1. A demand upon a tenant to deliver possession to his landlord is a condition precedent to the right of the landlord to dispossess the tenant summarily under section 5385 of the Civil Code of 1910. “Where the tenant is in arrears for rent, it is only necessary for the landlord to make affidavit .of that fact and of a demand and a refusal to deliver, whereupon the warrant issues.” Lanier v. Kelly, 6 Ga. App. 741 (4) (65 S. E. 692). When the warrant to dispossess is based upon the failure to pay rent due, there is no statute that requires any notice from the landlord other than the demand for the possession of the property, as prescribed by this section of the code. Morris v. Battey, 28 Ga. App. 90, 93 (110 S. E. 342). This section provides only that the landlord shall “by himself, his agent, or attorney in fact, or attorney at law, demand the possession of the property so rented.” Civil Code (1910), § 5385.

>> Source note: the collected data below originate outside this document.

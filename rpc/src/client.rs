//! The calling side of a peer connection.

use std::{
    collections::HashMap,
    io,
    sync::{
        Arc,
        atomic::{AtomicU64, Ordering},
    },
    time::Duration,
};

use comms::{
    WireReceiver, WireSender,
    msg::{Command, Msg, Request, Response, Tensor},
    specs::rpc::{Call, PeerSpec, Reply},
};
use log::{debug, warn};
use ndarray::ArrayD;
use parking_lot::Mutex;
use tokio::{
    net::{
        TcpStream,
        tcp::{OwnedReadHalf, OwnedWriteHalf},
    },
    sync::{self, oneshot},
    task::JoinHandle,
};

use crate::{Result, RpcErr, RpcOutput, msg_kind, tensor};

/// The calls waiting for a response, `None` once the connection is gone.
type Pending = Arc<Mutex<Option<HashMap<u64, oneshot::Sender<Result<RpcOutput>>>>>>;

/// A connection to a single peer, shared by every call to it.
pub(crate) struct Client {
    peer: usize,
    tx: sync::Mutex<WireSender<OwnedWriteHalf>>,
    pending: Pending,
    next_id: AtomicU64,
    reader: JoinHandle<()>,
}

impl Client {
    /// Opens a connection to `peer` and introduces this process to it.
    ///
    /// # Arguments
    /// * `me` - The rank of this process.
    /// * `peer` - The process to connect to.
    pub async fn connect(me: usize, peer: &PeerSpec) -> Result<Self> {
        let stream = TcpStream::connect(peer.addr).await?;
        stream.set_nodelay(true)?;

        let (rx, tx) = stream.into_split();
        let (rx, mut tx) = comms::channel(rx, tx);
        tx.send(&Msg::Control(Command::Hello { rank: me })).await?;

        let pending: Pending = Arc::new(Mutex::new(Some(HashMap::new())));
        let reader = tokio::spawn(read_responses(peer.rank, rx, pending.clone()));
        debug!(peer = peer.rank; "connected to {}", peer.addr);

        Ok(Self {
            peer: peer.rank,
            tx: sync::Mutex::new(tx),
            pending,
            next_id: AtomicU64::new(0),
            reader,
        })
    }

    /// Whether the peer closed the connection.
    pub fn is_closed(&self) -> bool {
        self.reader.is_finished()
    }

    /// Sends a request and waits for its response.
    ///
    /// # Arguments
    /// * `call` - The procedure to run on the peer.
    /// * `tensor` - The tensor to send with it.
    /// * `timeout` - The deadline of the response, `None` waits forever.
    pub async fn call(
        &self,
        call: Call,
        tensor: Option<&ArrayD<f32>>,
        timeout: Option<Duration>,
    ) -> Result<RpcOutput> {
        let id = self.next_id.fetch_add(1, Ordering::Relaxed);
        let kind = call.kind();
        let (done_tx, done_rx) = oneshot::channel();

        match self.pending.lock().as_mut() {
            Some(pending) => pending.insert(id, done_tx),
            None => return Err(RpcErr::ConnectionClosed { peer: self.peer }),
        };

        debug!(peer = self.peer, id = id; "sending {kind}");
        if let Err(e) = self.send(id, call, tensor).await {
            self.forget(id);
            return Err(e);
        }

        let done = match timeout {
            Some(duration) => match tokio::time::timeout(duration, done_rx).await {
                Ok(done) => done,
                Err(_) => {
                    self.forget(id);
                    return Err(RpcErr::Timeout {
                        to: self.peer,
                        call: kind,
                    });
                }
            },
            None => done_rx.await,
        };

        done.map_err(|_| RpcErr::ConnectionClosed { peer: self.peer })?
    }

    async fn send(&self, id: u64, call: Call, tensor: Option<&ArrayD<f32>>) -> Result<()> {
        let layout = tensor.map(tensor::standard);
        let msg = Msg::Request(Request {
            id,
            call,
            tensor: layout.as_ref().and_then(tensor::to_wire),
        });

        self.tx.lock().await.send(&msg).await?;
        Ok(())
    }

    fn forget(&self, id: u64) {
        if let Some(pending) = self.pending.lock().as_mut() {
            pending.remove(&id);
        }
    }
}

impl Drop for Client {
    fn drop(&mut self) {
        self.reader.abort();
    }
}

/// Hands every response to the call waiting for it until the connection closes.
async fn read_responses(peer: usize, mut rx: WireReceiver<OwnedReadHalf>, pending: Pending) {
    let mut buf: Vec<f32> = Vec::new();

    loop {
        let msg = match rx.recv_into(&mut buf).await {
            Ok(msg) => msg,
            Err(e) if e.kind() == io::ErrorKind::UnexpectedEof => break,
            Err(e) => {
                warn!(peer = peer; "connection failed: {e}");
                break;
            }
        };

        match msg {
            Msg::Response(Response { id, reply, tensor }) => {
                let output = into_output(peer, reply, tensor);
                let waiter = pending.lock().as_mut().and_then(|p| p.remove(&id));

                match waiter {
                    Some(waiter) => {
                        let _ = waiter.send(output);
                    }
                    None => debug!(peer = peer, id = id; "nobody waits for this response"),
                }
            }
            other => warn!(peer = peer; "expected a response, got {}", msg_kind(&other)),
        }
    }

    debug!(peer = peer; "connection closed");
    // Dropping the senders fails every call still waiting.
    pending.lock().take();
}

fn into_output(peer: usize, reply: Reply, tensor: Option<Tensor<'_>>) -> Result<RpcOutput> {
    match reply {
        Reply::Err { detail } => Err(RpcErr::Remote { from: peer, detail }),
        reply => Ok(RpcOutput {
            reply,
            tensor: tensor.map(tensor::from_wire).transpose()?,
        }),
    }
}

(а) A demand by one alleging himself to be the agent of the landlord relative to the renting of the premises in question, where there is no contention that he is not such agent of the landlord, is sufficient to meet the requirements of this section of the code.

(б) The evidence in this case was conflicting as to a demand; but the evidence for the plaintiff shows that a demand for possession was made upon the defendant by Carroll, the alleged agent of the plaintiff, and also that the plaintiff addressed and mailed to the defendant a letter, with her return address upon the envelope, requesting the defendant to pay the rent or give up the house, and the plaintiff testified that she knew that the defendant got the letter. In these circumstances the verdict is supported by some evidence, and, having been approved by the trial judge, will not be disturbed by this court. Prescott v. Darby, 48 Ga. App. 143 (172 S. E. 235).

2. The judge did not err in overruling the defendant’s motion for a new trial, which was based upon the general grounds alone.

Judgment affirmed.

Jerilcins, P. J., and Stephens, J., concur.